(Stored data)
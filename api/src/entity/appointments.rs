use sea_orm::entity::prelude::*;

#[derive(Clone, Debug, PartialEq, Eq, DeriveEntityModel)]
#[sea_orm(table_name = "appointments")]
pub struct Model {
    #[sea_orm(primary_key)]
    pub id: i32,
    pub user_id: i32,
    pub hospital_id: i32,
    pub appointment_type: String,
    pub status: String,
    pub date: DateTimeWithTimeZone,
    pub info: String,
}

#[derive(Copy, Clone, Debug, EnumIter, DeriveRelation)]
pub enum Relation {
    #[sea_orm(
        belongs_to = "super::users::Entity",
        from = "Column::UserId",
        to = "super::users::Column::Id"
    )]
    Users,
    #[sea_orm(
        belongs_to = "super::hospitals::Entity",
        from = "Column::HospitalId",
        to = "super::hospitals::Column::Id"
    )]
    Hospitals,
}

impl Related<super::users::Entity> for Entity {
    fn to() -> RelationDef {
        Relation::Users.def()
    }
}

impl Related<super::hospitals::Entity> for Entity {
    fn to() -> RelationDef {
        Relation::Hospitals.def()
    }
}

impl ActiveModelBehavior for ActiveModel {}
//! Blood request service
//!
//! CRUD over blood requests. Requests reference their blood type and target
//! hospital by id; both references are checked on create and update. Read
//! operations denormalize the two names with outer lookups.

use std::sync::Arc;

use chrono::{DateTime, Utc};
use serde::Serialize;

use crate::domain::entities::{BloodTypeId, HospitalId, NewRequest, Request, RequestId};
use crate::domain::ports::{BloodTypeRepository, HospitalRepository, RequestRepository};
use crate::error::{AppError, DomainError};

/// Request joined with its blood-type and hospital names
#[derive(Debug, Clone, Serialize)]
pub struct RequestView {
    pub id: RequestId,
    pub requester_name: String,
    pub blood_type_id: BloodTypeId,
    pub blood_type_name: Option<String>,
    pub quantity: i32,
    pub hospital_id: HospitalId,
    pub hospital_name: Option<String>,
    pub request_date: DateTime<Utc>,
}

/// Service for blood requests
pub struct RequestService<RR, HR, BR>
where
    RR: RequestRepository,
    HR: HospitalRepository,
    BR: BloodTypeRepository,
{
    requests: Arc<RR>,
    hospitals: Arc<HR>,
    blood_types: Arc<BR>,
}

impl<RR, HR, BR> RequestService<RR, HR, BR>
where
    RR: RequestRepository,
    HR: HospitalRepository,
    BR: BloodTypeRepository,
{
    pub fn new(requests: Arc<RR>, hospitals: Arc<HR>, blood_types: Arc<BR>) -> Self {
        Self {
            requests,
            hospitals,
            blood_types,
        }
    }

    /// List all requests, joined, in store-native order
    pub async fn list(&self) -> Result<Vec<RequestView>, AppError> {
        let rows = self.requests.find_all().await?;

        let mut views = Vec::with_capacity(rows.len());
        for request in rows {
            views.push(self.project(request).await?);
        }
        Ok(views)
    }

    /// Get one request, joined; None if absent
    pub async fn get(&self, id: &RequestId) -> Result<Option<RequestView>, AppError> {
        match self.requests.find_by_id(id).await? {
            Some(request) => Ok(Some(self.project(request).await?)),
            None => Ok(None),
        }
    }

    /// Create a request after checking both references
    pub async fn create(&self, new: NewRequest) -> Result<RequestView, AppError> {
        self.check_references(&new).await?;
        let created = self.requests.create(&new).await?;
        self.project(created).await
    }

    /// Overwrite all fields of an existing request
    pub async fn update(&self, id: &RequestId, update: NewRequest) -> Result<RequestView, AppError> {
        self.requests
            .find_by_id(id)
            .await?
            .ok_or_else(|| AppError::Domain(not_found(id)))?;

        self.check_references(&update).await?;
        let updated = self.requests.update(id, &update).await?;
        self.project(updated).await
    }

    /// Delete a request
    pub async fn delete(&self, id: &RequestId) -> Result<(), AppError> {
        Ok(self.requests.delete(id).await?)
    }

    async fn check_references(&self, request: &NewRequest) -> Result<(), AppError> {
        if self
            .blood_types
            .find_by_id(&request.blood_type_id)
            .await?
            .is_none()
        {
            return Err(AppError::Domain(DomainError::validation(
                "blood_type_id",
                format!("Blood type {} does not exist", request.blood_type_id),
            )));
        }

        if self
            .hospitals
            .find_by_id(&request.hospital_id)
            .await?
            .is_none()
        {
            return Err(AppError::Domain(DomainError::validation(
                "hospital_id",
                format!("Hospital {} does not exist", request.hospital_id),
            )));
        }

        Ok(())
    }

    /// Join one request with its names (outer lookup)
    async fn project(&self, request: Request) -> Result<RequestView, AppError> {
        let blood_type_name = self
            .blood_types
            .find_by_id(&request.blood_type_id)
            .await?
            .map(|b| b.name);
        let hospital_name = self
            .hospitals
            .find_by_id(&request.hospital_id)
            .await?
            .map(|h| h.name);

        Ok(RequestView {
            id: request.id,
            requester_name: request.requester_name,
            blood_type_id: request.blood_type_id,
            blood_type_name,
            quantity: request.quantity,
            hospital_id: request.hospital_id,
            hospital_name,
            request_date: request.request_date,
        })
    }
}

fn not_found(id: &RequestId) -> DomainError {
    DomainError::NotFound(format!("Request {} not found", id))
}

#### EXERCISE
Without leaving anything out, repeat the data exactly.

#### ANSWER FOR THIS EXERCISE
filename api/src/entity/appointments.rs
use sea_orm::entity::prelude::*;

#[derive(Clone, Debug, PartialEq, Eq, DeriveEntityModel)]
#[sea_orm(table_name = "appointments")]
pub struct Model {
    #[sea_orm(primary_key)]
    pub id: i32,
    pub user_id: i32,
    pub hospital_id: i32,
    pub appointment_type: String,
    pub status: String,
    pub date: DateTimeWithTimeZone,
    pub info: String,
}

#[derive(Copy, Clone, Debug, EnumIter, DeriveRelation)]
pub enum Relation {
    #[sea_orm(
        belongs_to = "super::users::Entity",
        from = "Column::UserId",
        to = "super::users::Column::Id"
    )]
    Users,
    #[sea_orm(
        belongs_to = "super::hospitals::Entity",
        from = "Column::HospitalId",
        to = "super::hospitals::Column::Id"
    )]
    Hospitals,
}

impl Related<super::users::Entity> for Entity {
    fn to() -> RelationDef {
        Relation::Users.def()
    }
}

impl Related<super::hospitals::Entity> for Entity {
    fn to() -> RelationDef {
        Relation::Hospitals.def()
    }
}

impl ActiveModelBehavior for ActiveModel {}
//! Blood request service
//!
//! CRUD over blood requests. Requests reference their blood type and target
//! hospital by id; both references are checked on create and update. Read
//! operations denormalize the two names with outer lookups.

use std::sync::Arc;

use chrono::{DateTime, Utc};
use serde::Serialize;

use crate::domain::entities::{BloodTypeId, HospitalId, NewRequest, Request, RequestId};
use crate::domain::ports::{BloodTypeRepository, HospitalRepository, RequestRepository};
use crate::error::{AppError, DomainError};

/// Request joined with its blood-type and hospital names
#[derive(Debug, Clone, Serialize)]
pub struct RequestView {
    pub id: RequestId,
    pub requester_name: String,
    pub blood_type_id: BloodTypeId,
    pub blood_type_name: Option<String>,
    pub quantity: i32,
    pub hospital_id: HospitalId,
    pub hospital_name: Option<String>,
    pub request_date: DateTime<Utc>,
}

/// Service for blood requests
pub struct RequestService<RR, HR, BR>
where
    RR: RequestRepository,
    HR: HospitalRepository,
    BR: BloodTypeRepository,
{
    requests: Arc<RR>,
    hospitals: Arc<HR>,
    blood_types: Arc<BR>,
}

impl<RR, HR, BR> RequestService<RR, HR, BR>
where
    RR: RequestRepository,
    HR: HospitalRepository,
    BR: BloodTypeRepository,
{
    pub fn new(requests: Arc<RR>, hospitals: Arc<HR>, blood_types: Arc<BR>) -> Self {
        Self {
            requests,
            hospitals,
            blood_types,
        }
    }

    /// List all requests, joined, in store-native order
    pub async fn list(&self) -> Result<Vec<RequestView>, AppError> {
        let rows = self.requests.find_all().await?;

        let mut views = Vec::with_capacity(rows.len());
        for request in rows {
            views.push(self.project(request).await?);
        }
        Ok(views)
    }

    /// Get one request, joined; None if absent
    pub async fn get(&self, id: &RequestId) -> Result<Option<RequestView>, AppError> {
        match self.requests.find_by_id(id).await? {
            Some(request) => Ok(Some(self.project(request).await?)),
            None => Ok(None),
        }
    }

    /// Create a request after checking both references
    pub async fn create(&self, new: NewRequest) -> Result<RequestView, AppError> {
        self.check_references(&new).await?;
        let created = self.requests.create(&new).await?;
        self.project(created).await
    }

    /// Overwrite all fields of an existing request
    pub async fn update(&self, id: &RequestId, update: NewRequest) -> Result<RequestView, AppError> {
        self.requests
            .find_by_id(id)
            .await?
            .ok_or_else(|| AppError::Domain(not_found(id)))?;

        self.check_references(&update).await?;
        let updated = self.requests.update(id, &update).await?;
        self.project(updated).await
    }

    /// Delete a request
    pub async fn delete(&self, id: &RequestId) -> Result<(), AppError> {
        Ok(self.requests.delete(id).await?)
    }

    async fn check_references(&self, request: &NewRequest) -> Result<(), AppError> {
        if self
            .blood_types
            .find_by_id(&request.blood_type_id)
            .await?
            .is_none()
        {
            return Err(AppError::Domain(DomainError::validation(
                "blood_type_id",
                format!("Blood type {} does not exist", request.blood_type_id),
            )));
        }

        if self
            .hospitals
            .find_by_id(&request.hospital_id)
            .await?
            .is_none()
        {
            return Err(AppError::Domain(DomainError::validation(
                "hospital_id",
                format!("Hospital {} does not exist", request.hospital_id),
            )));
        }

        Ok(())
    }

    /// Join one request with its names (outer lookup)
    async fn project(&self, request: Request) -> Result<RequestView, AppError> {
        let blood_type_name = self
            .blood_types
            .find_by_id(&request.blood_type_id)
            .await?
            .map(|b| b.name);
        let hospital_name = self
            .hospitals
            .find_by_id(&request.hospital_id)
            .await?
            .map(|h| h.name);

        Ok(RequestView {
            id: request.id,
            requester_name: request.requester_name,
            blood_type_id: request.blood_type_id,
            blood_type_name,
            quantity: request.quantity,
            hospital_id: request.hospital_id,
            hospital_name,
            request_date: request.request_date,
        })
    }
}

fn not_found(id: &RequestId) -> DomainError {
    DomainError::NotFound(format!("Request {} not found", id))
}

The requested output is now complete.